Form 8-K

SECURITIES AND EXCHANGE COMMISSION

Washington, D.C. 20549

 


FORM 8-K

 


CURRENT REPORT

Pursuant to Section 13 or 15(d) of the

Securities Exchange Act of 1934

Date of Report: August 30, 2007

(Date of earliest event reported)

 


UNIVERSAL CORPORATION

(Exact Name of Registrant as Specified in its Charter)

 


 

Virginia   1-652   54-0414210

(State or Other Jurisdiction

of Incorporation)

  (Commission File Number)  

(IRS Employer

Identification No.)

 

1501 North Hamilton Street

Richmond, Virginia

  23230
(Address of Principal Executive Offices)   (Zip Code)

Registrant’s telephone number, including area code: (804) 359-9311

 


Check the appropriate box below if the Form 8-K filing is intended to simultaneously satisfy the filing obligation of the registrant under any of the following provisions:

 

¨ Written communications pursuant to Rule 425 under the Securities Act (17 CFR 230.425)

 

¨ Soliciting material pursuant to Rule 14a-12 under the Exchange Act (17 CFR 240.14a-12)

 

¨ Pre-commencement communications pursuant to Rule 14d-2(b) under the Exchange Act (17 CFR 240.14d-2(b))

 

¨ Pre-commencement communications pursuant to Rule 13e-4(c) under the Exchange Act (17 CFR 240.13e-4(c))

 



Item 5.02. Amendments to Articles of Incorporation or Bylaws; Change in Fiscal Year.

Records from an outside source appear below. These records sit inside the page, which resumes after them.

use core::fmt;

use euclid::{Point3D, Size3D, Vector3D};

use crate::math::{FreeCoordinate, FreePoint, FreeVector, World};

/// An axis-aligned box in world coordinates.
///
/// Used for the world bounds of scene nodes and for the regions of influence of
/// lights. The bounds are inclusive, so a box of zero size still contains its
/// single point and intersects boxes touching it.
#[derive(Copy, Clone, PartialEq)]
pub struct Aab {
    // The upper >= lower checks reject NaNs.
    lower_bounds: FreePoint,
    upper_bounds: FreePoint,
}

impl Aab {
    /// The box of zero size at the origin.
    pub const ZERO: Aab = Aab {
        lower_bounds: Point3D::new(0., 0., 0.),
        upper_bounds: Point3D::new(0., 0., 0.),
    };

    /// Constructs a box from its low and high coordinate on each axis, in x, y, z order.
    #[inline]
    #[track_caller]
    pub fn new(
        lx: FreeCoordinate,
        hx: FreeCoordinate,
        ly: FreeCoordinate,
        hy: FreeCoordinate,
        lz: FreeCoordinate,
        hz: FreeCoordinate,
    ) -> Self {
        Self::from_lower_upper(Point3D::new(lx, ly, lz), Point3D::new(hx, hy, hz))
    }

    /// Constructs a box from its lowest and highest corners.
    ///
    /// Panics if any coordinate of `lower_bounds` exceeds the matching one of
    /// `upper_bounds`, or if any coordinate is NaN.
    #[inline]
    #[track_caller]
    pub fn from_lower_upper(
        lower_bounds: impl Into<FreePoint>,
        upper_bounds: impl Into<FreePoint>,
    ) -> Self {
        let lower_bounds = lower_bounds.into();
        let upper_bounds = upper_bounds.into();
        match Self::checked_from_lower_upper(lower_bounds, upper_bounds) {
            Some(aab) => aab,
            None => panic!("box corners out of order or NaN: {lower_bounds:?} to {upper_bounds:?}"),
        }
    }

    /// Like [`Aab::from_lower_upper`], but returns [`None`] instead of panicking.
    #[inline]
    pub fn checked_from_lower_upper(
        lower_bounds: FreePoint,
        upper_bounds: FreePoint,
    ) -> Option<Self> {
        let ordered = (lower_bounds.x <= upper_bounds.x)
            & (lower_bounds.y <= upper_bounds.y)
            & (lower_bounds.z <= upper_bounds.z);
        ordered.then_some(Self {
            lower_bounds,
            upper_bounds,
        })
    }

    /// Constructs the box centered on `center` that extends `half_extent` in every
    /// direction.
    ///
    /// A negative or NaN `half_extent` is treated as zero.
    ///
    /// ```
    /// # extern crate preview_lighting_base as preview_lighting;
    /// use preview_lighting::math::{Aab, FreePoint};
    ///
    /// assert_eq!(
    ///     Aab::from_center_half_extent(FreePoint::new(1.0, 2.0, 3.0), 2.0),
    ///     Aab::new(-1.0, 3.0, 0.0, 4.0, 1.0, 5.0),
    /// );
    /// ```
    #[inline]
    pub fn from_center_half_extent(center: FreePoint, half_extent: FreeCoordinate) -> Self {
        let half_extent = if half_extent > 0.0 { half_extent } else { 0.0 };
        let offset = Vector3D::splat(half_extent);
        Self::checked_from_lower_upper(center - offset, center + offset)
            .unwrap_or(Aab::from_point(center))
    }

    /// Constructs the box of zero size containing only `point`, or [`Aab::ZERO`] if
    /// the point is NaN.
    #[inline]
    pub fn from_point(point: FreePoint) -> Self {
        Self::checked_from_lower_upper(point, point).unwrap_or(Aab::ZERO)
    }

    /// Returns the smallest box containing all of the given points, or [`None`] if
    /// there are no points. NaN coordinates are ignored.
    #[allow(clippy::missing_inline_in_public_items)]
    pub fn from_points(points: impl IntoIterator<Item = FreePoint>) -> Option<Self> {
        let mut accumulator: Option<Aab> = None;
        for point in points {
            if let Some(point_box) = Self::checked_from_lower_upper(point, point) {
                accumulator = Some(match accumulator {
                    Some(aab) => aab.union(point_box),
                    None => point_box,
                });
            }
        }
        accumulator
    }

    /// The most negative corner of the box.
    #[inline]
    pub const fn lower_bounds_p(&self) -> FreePoint {
        self.lower_bounds
    }

    /// The most positive corner of the box.
    #[inline]
    pub const fn upper_bounds_p(&self) -> FreePoint {
        self.upper_bounds
    }

    /// Extent of the box along each axis.
    #[inline]
    pub fn size(&self) -> Size3D<FreeCoordinate, World> {
        Size3D::from(self.upper_bounds - self.lower_bounds)
    }

    /// Half of the size of the box, as a vector from the center to the most positive
    /// corner.
    #[inline]
    pub fn half_extents(&self) -> FreeVector {
        (self.upper_bounds - self.lower_bounds) * 0.5
    }

    /// The midpoint of the box.
    ///
    /// ```
    /// # extern crate preview_lighting_base as preview_lighting;
    /// use preview_lighting::math::{Aab, FreePoint};
    ///
    /// let floor = Aab::new(0.0, 64.0, 0.0, 64.0, -8.0, 0.0);
    /// assert_eq!(floor.center(), FreePoint::new(32.0, 32.0, -4.0));
    /// ```
    #[inline]
    pub fn center(&self) -> FreePoint {
        self.lower_bounds.lerp(self.upper_bounds, 0.5)
    }

    /// Returns whether `point` lies inside the box or on its surface.
    #[inline]
    pub fn contains(&self, point: FreePoint) -> bool {
        self.intersects(Aab {
            lower_bounds: point,
            upper_bounds: point,
        })
    }

    /// Returns whether the two boxes overlap. Boxes which only touch count as overlapping.
    ///
    /// ```
    /// # extern crate preview_lighting_base as preview_lighting;
    /// use preview_lighting::math::Aab;
    ///
    /// let a = Aab::new(0.0, 1.0, 0.0, 1.0, 0.0, 1.0);
    /// assert!(a.intersects(Aab::new(1.0, 2.0, 0.0, 1.0, 0.0, 1.0)));
    /// assert!(!a.intersects(Aab::new(1.5, 2.0, 0.0, 1.0, 0.0, 1.0)));
    /// ```
    #[inline]
    pub fn intersects(&self, other: Aab) -> bool {
        let lower = self.lower_bounds.max(other.lower_bounds);
        let upper = self.upper_bounds.min(other.upper_bounds);
        lower.x <= upper.x && lower.y <= upper.y && lower.z <= upper.z
    }

    /// Returns the smallest box containing both `self` and `other`.
    #[inline]
    #[must_use]
    pub fn union(self, other: Aab) -> Self {
        Aab {
            lower_bounds: self.lower_bounds.min(other.lower_bounds),
            upper_bounds: self.upper_bounds.max(other.upper_bounds),
        }
    }
}

impl fmt::Debug for Aab {
    #[allow(clippy::missing_inline_in_public_items)]
    fn fmt(&self, f: &mut fmt::Formatter<'_>) -> fmt::Result {
        let (l, u) = (self.lower_bounds, self.upper_bounds);
        f.debug_tuple("Aab")
            .field(&(l.x..=u.x))
            .field(&(l.y..=u.y))
            .field(&(l.z..=u.z))
            .finish()
    }
}

// Construction rejects NaN.
impl Eq for Aab {}

#[cfg(test)]
mod tests {
    use super::*;
    use euclid::point3;
    use pretty_assertions::assert_eq;
    use rstest::rstest;

    #[rstest]
    #[case::x_reversed(point3(5., 0., 0.), point3(4., 1., 1.))]
    #[case::z_reversed(point3(0., 0., 1.), point3(1., 1., 0.))]
    #[case::nan_lower(point3(f64::NAN, 0., 0.), point3(1., 1., 1.))]
    #[case::nan_upper(point3(0., 0., 0.), point3(1., f64::NAN, 1.))]
    fn rejects_bad_corners(#[case] lower: FreePoint, #[case] upper: FreePoint) {
        assert_eq!(Aab::checked_from_lower_upper(lower, upper), None);
    }

    #[test]
    #[should_panic = "box corners out of order or NaN: (2.0, 0.0, 0.0) to (1.0, 1.0, 1.0)"]
    fn panics_on_bad_corners() {
        Aab::from_lower_upper([2., 0., 0.], [1., 1., 1.]);
    }

    #[test]
    fn debug_shows_ranges() {
        let brush = Aab::new(-16.0, 16.0, 0.0, 128.0, 0.5, 8.0);
        assert_eq!(
            format!("{brush:?}"),
            "Aab(-16.0..=16.0, 0.0..=128.0, 0.5..=8.0)"
        );
        assert_eq!(
            format!("{brush:#?}\n"),
            indoc::indoc! {"
                Aab(
                    -16.0..=16.0,
                    0.0..=128.0,
                    0.5..=8.0,
                )
            "}
        );
    }

    #[test]
    fn size() {
        let floor = Aab::new(0.0, 64.0, 0.0, 64.0, -8.0, 0.0);
        assert_eq!(floor.size(), Size3D::new(64.0, 64.0, 8.0));
        assert_eq!(Aab::ZERO.size(), Size3D::zero());
    }

    #[test]
    fn from_points() {
        assert_eq!(Aab::from_points([]), None);
        assert_eq!(
            Aab::from_points([
                point3(1., 5., -2.),
                point3(f64::NAN, 0., 0.),
                point3(-1., 2., 3.),
            ]),
            Some(Aab::new(-1., 1., 2., 5., -2., 3.))
        );
    }

    #[test]
    fn zero_size_boxes_touch() {
        let a = Aab::from_point(point3(1., 1., 1.));
        assert!(a.intersects(Aab::new(1., 2., 1., 2., 1., 2.)));
        assert!(a.contains(point3(1., 1., 1.)));
        assert!(!a.contains(point3(1., 1., 1.0001)));
    }

    #[test]
    fn center_and_half_extents() {
        let aab = Aab::from_center_half_extent(point3(10., 0., -4.), 300.0);
        assert_eq!(aab.center(), point3(10., 0., -4.));
        assert_eq!(aab.half_extents(), Vector3D::splat(300.0));
        assert_eq!(
            Aab::from_center_half_extent(point3(1., 1., 1.), -3.0),
            Aab::from_point(point3(1., 1., 1.))
        );
    }

    #[test]
    fn union() {
        let a = Aab::new(0., 1., 0., 1., 0., 1.);
        assert_eq!(
            a.union(Aab::new(2., 3., -1., 0., 0., 1.)),
            Aab::new(0., 3., -1., 1., 0., 1.)
        );
        assert_eq!(a.union(a), a);
    }
}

Effective as of August 30, 2007, the Registrant amended and restated its Amended and Restated Articles of Incorporation, as amended to date (the “Articles of Incorporation”). The Board of Directors of the Registrant approved the amendments, which are summarized below, and the restatement of the Articles of Incorporation on May 17, 2007, and the shareholders of the Registrant approved the amendments to the Articles of Incorporation at the Registrant’s Annual Meeting of Shareholders on August 7, 2007. The amendments and the restatement of the Articles of Incorporation were submitted to the Virginia State Corporation Commission in the form of Articles of Amendment and Restatement, and such amendments and restatement became effective on August 30, 2007.

The proposals to approve the amendments, as submitted to the Registrant’s shareholders, were disclosed in the Registrant’s definitive proxy statement filed with the Securities and Exchange Commission on June 28, 2007 (the “Proxy Statement”). The amendments to the Articles of Incorporation included the following:

 

   

eliminating the requirement of a shareholder vote in those circumstances where the Virginia Stock Corporation Act otherwise permits the Board of Directors to take action without a shareholder vote;

 

   

revising the provision on the indemnification of directors, officers, and employees to conform to recent changes to the Virginia Stock Corporation Act;

 

   

revising the provision on the limitation on liability of directors, which had previously limited the liability of directors and officers to no more than $1.00, to provide that, to the full extent that Virginia law permits, a director or officer shall not be liable to the Registrant or its shareholders for any monetary damages;

 

   

deleting the authorization for the Registrant’s 8% Cumulative Preferred Stock, of which all shares have been retired and no shares are issued and outstanding; and

 

   

clarifying and updating the language in various provisions of the Articles of Incorporation to conform to the Virginia Stock Corporation Act, as described in the Proxy Statement.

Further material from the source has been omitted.